Это изумительное сообщение газет не было никем опровергнуто, а ведь это значит, что все общество офицеров в Костроме заявило свое право на «ковалевщину». И это обстоятельство, по-видимому, даже не затронуто судом. Что же значит единичный поступок Ковалева перед таким чудовищным извращением понятий о законности, о достоинстве и чести, захватывающим уже целое собрание и принимающим характер бытового явления среды…

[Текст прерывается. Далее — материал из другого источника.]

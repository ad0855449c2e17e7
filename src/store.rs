//! In-memory record store.
//!
//! The [`Store`] owns an ordered list of [`Student`]s. Insertion order is
//! preserved; the only re-sort happens in a replace-mode CSV import. Between
//! public operations no two students share an id.

use std::collections::HashSet;

use serde::{Deserialize, Serialize};

use crate::model::{Student, StudentPatch};

/// The roster of students, in insertion order.
///
/// Serializes as `{"students": [...]}`, the shape of the JSON data file.
#[derive(Debug, Clone, Default, PartialEq, Eq, Serialize, Deserialize)]
pub struct Store {
    students: Vec<Student>,
}

impl Store {
    /// Create an empty store.
    #[must_use]
    pub fn new() -> Self {
        Self::default()
    }

    /// Create a store from existing records, keeping their order.
    #[must_use]
    pub fn from_students(students: Vec<Student>) -> Self {
        Self { students }
    }

    /// Create a student and append it.
    ///
    /// The id is `count + 1`, not `max + 1`. After a deletion this can hand
    /// out an id that is still in use; see DESIGN.md.
    pub fn create(&mut self, name: impl Into<String>, age: u32, full_time: bool) -> Student {
        let id = self.students.len() as u64 + 1;
        let student = Student::new(id, name, age, full_time);
        self.students.push(student.clone());
        student
    }

    /// Find a student by id.
    #[must_use]
    pub fn find(&self, id: u64) -> Option<&Student> {
        self.students.iter().find(|s| s.id == id)
    }

    /// Apply a partial update in place and return the updated record.
    pub fn update(&mut self, id: u64, patch: StudentPatch) -> Option<&Student> {
        let student = self.students.iter_mut().find(|s| s.id == id)?;
        patch.apply(student);
        Some(student)
    }

    /// Remove every student with this id. Returns how many were removed.
    pub fn delete(&mut self, id: u64) -> usize {
        let before = self.students.len();
        self.students.retain(|s| s.id != id);
        before - self.students.len()
    }

    /// Append an already-identified record.
    ///
    /// Callers are responsible for choosing an id not already present
    /// (the CSV allocators do this).
    pub(crate) fn push(&mut self, student: Student) {
        debug_assert!(self.find(student.id).is_none(), "duplicate id {}", student.id);
        self.students.push(student);
    }

    /// Replace every record with `students`, sorted by ascending id.
    pub(crate) fn replace_sorted(&mut self, mut students: Vec<Student>) {
        students.sort_by_key(|s| s.id);
        self.students = students;
    }

    /// All students in store order.
    #[must_use]
    pub fn students(&self) -> &[Student] {
        &self.students
    }

    /// Iterate students in store order.
    pub fn iter(&self) -> std::slice::Iter<'_, Student> {
        self.students.iter()
    }

    #[must_use]
    pub fn len(&self) -> usize {
        self.students.len()
    }

    #[must_use]
    pub fn is_empty(&self) -> bool {
        self.students.is_empty()
    }

    /// The set of ids currently in use.
    #[must_use]
    pub fn ids(&self) -> HashSet<u64> {
        self.students.iter().map(|s| s.id).collect()
    }

    /// Largest id in use, or 0 for an empty store.
    #[must_use]
    pub fn max_id(&self) -> u64 {
        self.students.iter().map(|s| s.id).max().unwrap_or(0)
    }
}

impl<'a> IntoIterator for &'a Store {
    type Item = &'a Student;
    type IntoIter = std::slice::Iter<'a, Student>;

    fn into_iter(self) -> Self::IntoIter {
        self.students.iter()
    }
}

Совсем также недавно и даже почти в то самое время, когда генерал Ковалев производил свою расправу над Забусовым, в Александрополе произошла точно такая же, пожалуй, еще более дикая, еще более преступная расправа, о которой сообщает корреспондент «Руси». Герой ее – корнет (всего только!) 45-го драгунского полка Посажной; жертва – помещик Дрампов. В начале прошлого 1904 года[105]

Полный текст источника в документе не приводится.